4 Zaqaj [2002] UKIAT 00232 (4 February 2002, unreported) (starred). Although the Court of Appeal reversed the Tribunal's decision, see Zaqaj v Secretary of State for the Home Department [2002] EWCA Civ 1919, [2003] Imm AR 298, [2003] INLR 109, the point on appeal was the scope of an appeal under the IAA 1999, s 66 and does not affect this guidance.
[16.64]
The situation is more complex where nationality is disputed. In cases where the Secretary of State does not accept the claimed nationality of an asylum seeker, the issue of which country to specify in removal directions has caused many problems for the appellate authorities dealing with an asylum appeal.1 The Secretary of State's current practice is to specify removal to the applicant's claimed country of nationality, for appeal purposes, a practice which received the endorsement of a starred Tribunal in MY (Somalia),2 and the Tribunal and the High Court have made it clear that an applicant who claims to be of a specified nationality for the purposes of an asylum claim cannot be heard to deny that nationality when it comes to removal directions.3 It is not the function of the appellate authority to ascertain an alternative nationality.4 However, where the Secretary of State asserts that the applicant has more than one nationality, and issues directions specifying one destination country, so that the issues on an asylum appeal are limited to that country, she cannot subsequently switch and issue directions to the second country without allowing the applicant a further appeal.5
1 See eg Abubakar (01TH02477) (6 December 2001, unreported), where an adjudicator upheld the Secretary of State's decision that the asylum seeker was not Somali and then held that the removal directions specifying Somalia were invalid and that there was no valid appeal. The Tribunal allowed the Secretary of State's appeal but remitted the case to the Secretary of State to reconsider nationality and to issue directions accordingly.

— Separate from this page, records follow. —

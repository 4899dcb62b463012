//! Connector geometry for rooms attached to edges.
//!
//! A room on an edge reaches the edge along a straight connector leaving the
//! room door at a fixed angle. The point where the connector meets the edge
//! line splits the edge into two partial legs whose lengths are scaled to the
//! edge's real-world weight.

use crate::error::{Error, Result};
use crate::graph::{GraphSnapshot, NodeId, Point, Room};

const PARALLEL_EPSILON: f64 = 1e-9;

/// Round half to even at `places` decimal places.
pub fn round_to(value: f64, places: i32) -> f64 {
    let factor = 10f64.powi(places);
    (value * factor).round_ties_even() / factor
}

/// Intersection of the line through `a` and `b` with the connector leaving
/// `door` at `angle` degrees. Returns `None` when the two lines never meet.
pub fn connector_intersection(a: Point, b: Point, door: Point, angle: f64) -> Option<Point> {
    let angle = angle.rem_euclid(360.0);
    let edge_vertical = a.x == b.x;
    let edge_horizontal = a.y == b.y;

    let point = if angle == 90.0 || angle == 270.0 {
        if edge_horizontal {
            Point::new(door.x, a.y)
        } else if edge_vertical {
            return None;
        } else {
            let slope = (b.y - a.y) / (b.x - a.x);
            Point::new(door.x, slope * (door.x - a.x) + a.y)
        }
    } else if angle == 0.0 || angle == 180.0 {
        // A horizontal connector is only meaningful against a vertical edge.
        if edge_vertical && !edge_horizontal {
            Point::new(a.x, door.y)
        } else {
            return None;
        }
    } else {
        let connector_slope = angle.to_radians().tan();
        if edge_vertical {
            Point::new(a.x, connector_slope * (a.x - door.x) + door.y)
        } else {
            let edge_slope = (b.y - a.y) / (b.x - a.x);
            if (edge_slope - connector_slope).abs() < PARALLEL_EPSILON {
                return None;
            }
            let x = (edge_slope * a.x - connector_slope * door.x + door.y - a.y)
                / (edge_slope - connector_slope);
            Point::new(x, edge_slope * (x - a.x) + a.y)
        }
    };

    (point.x.is_finite() && point.y.is_finite()).then_some(point)
}

/// Point where an edge-attached room's connector meets its edge.
pub fn room_intersection(graph: &GraphSnapshot, room: &Room) -> Result<Point> {
    let (edge_id, door, angle) = room
        .edge_attachment()
        .ok_or_else(|| Error::InvalidRoomAttachment {
            id: room.id.clone(),
        })?;
    let edge = graph.edge(edge_id)?;
    let a = graph.node(edge.node_a)?.position;
    let b = graph.node(edge.node_b)?.position;

    connector_intersection(a, b, door, angle).ok_or_else(|| Error::DegenerateGeometry {
        room: room.id.clone(),
        edge: edge_id,
        angle,
    })
}

/// Check every edge-attached room against its edge.
///
/// Fails on the first room whose edge has zero length on the plan or whose
/// connector never meets the edge line.
pub fn validate_room_geometry(graph: &GraphSnapshot) -> Result<()> {
    for room in graph.rooms() {
        let Some((edge_id, _, angle)) = room.edge_attachment() else {
            continue;
        };
        let edge = graph.edge(edge_id)?;
        let a = graph.node(edge.node_a)?.position;
        let b = graph.node(edge.node_b)?.position;
        if a.distance_to(&b) == 0.0 {
            return Err(Error::DegenerateGeometry {
                room: room.id.clone(),
                edge: edge_id,
                angle,
            });
        }
        room_intersection(graph, room)?;
    }
    Ok(())
}

/// Real-world distance from `node` along the room's edge to the connector.
///
/// The chord from the node to the intersection is scaled by the ratio of the
/// edge weight to the straight-line length of the edge.
pub fn partial_edge_distance(graph: &GraphSnapshot, node: NodeId, room: &Room) -> Result<f64> {
    let (edge_id, _, angle) = room
        .edge_attachment()
        .ok_or_else(|| Error::InvalidRoomAttachment {
            id: room.id.clone(),
        })?;
    let edge = graph.edge(edge_id)?;
    let other = edge.other_end(node).ok_or(Error::UnknownNode { id: node })?;

    let from = graph.node(node)?.position;
    let to = graph.node(other)?.position;
    let span = from.distance_to(&to);
    if span == 0.0 {
        return Err(Error::DegenerateGeometry {
            room: room.id.clone(),
            edge: edge_id,
            angle,
        });
    }

    let intersection = room_intersection(graph, room)?;
    Ok(edge.weight * from.distance_to(&intersection) / span)
}

/// Walking time from `node` to the room along its edge, rounded to 0.1 s.
pub fn partial_edge_time(
    graph: &GraphSnapshot,
    node: NodeId,
    room: &Room,
    congested: bool,
) -> Result<f64> {
    let distance = partial_edge_distance(graph, node, room)?;
    let (edge_id, _, _) = room
        .edge_attachment()
        .ok_or_else(|| Error::InvalidRoomAttachment {
            id: room.id.clone(),
        })?;
    let velocity = graph
        .velocities()
        .get(graph.edge(edge_id)?.edge_type, congested)?;
    Ok(round_to(distance / velocity, 1))
}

2 [2004] UKIAT 00174, in which the President (Ouseley J) said that it was difficult to see how an applicant could challenge the rejection of nationality and its consequences without any removal being proposed.
3 Khan (Asif) [2002] UKIAT 04412 (where the claimant's contention that he was from Afghanistan was rejected, and before the Tribunal he sought to challenge the removal directions specifying Afghanistan on the ground that the adjudicator had found he was not of that nationality); Hamza [2002] UKIAT 05185; R (on the application of Tu) v Secretary of State for the Home Department [2002] EWHC 2678 Admin, [2003] Imm AR 288, a similar scenario involving a disputed Indonesian nationality, where the Administrative Court exercised its inherent jurisdiction to refuse relief.
4 Khan (Asif) above. The Secretary of State accepts that, where the adjudicator upholds his decision on an appellant's nationality, he must undertake further investigations to seek to ascertain the true nationality to effect lawful removal (unless removal can be effected to another lawful destination under Immigration Act 1971, Sch 2, para 8(1)(c) such as the country of embarkation). The court in Tu (fn 3 above) left open the possibility that a challenge to the legality of removal directions may be feasible on the grounds that risk on return had not been assessed in relation to the new destination. However in MY (Somalia) (fn 2 above) the Tribunal made it clear that an applicant who had lied about his or her nationality would not be able to put forward a fresh, inconsistent story in response to removal directions to a different country.
5 Wolde v Secretary of State for the Home Department [2002] UKIAT 01068.
13. At best the Appellant’s appeal might have been allowed to the extent that the removal directions were not in accordance with the law, being made to a country to which she is not removable. But any such submission would have been inconsistent with her substantive case; no such submission was made; and such an outcome would make no practical difference to her position.
14. The Appellant was not entitled to any outcome other than to have her appeal dismissed. The determination of the First-tier Tribunal shall stand.
15. No order for anonymity has been requested or made.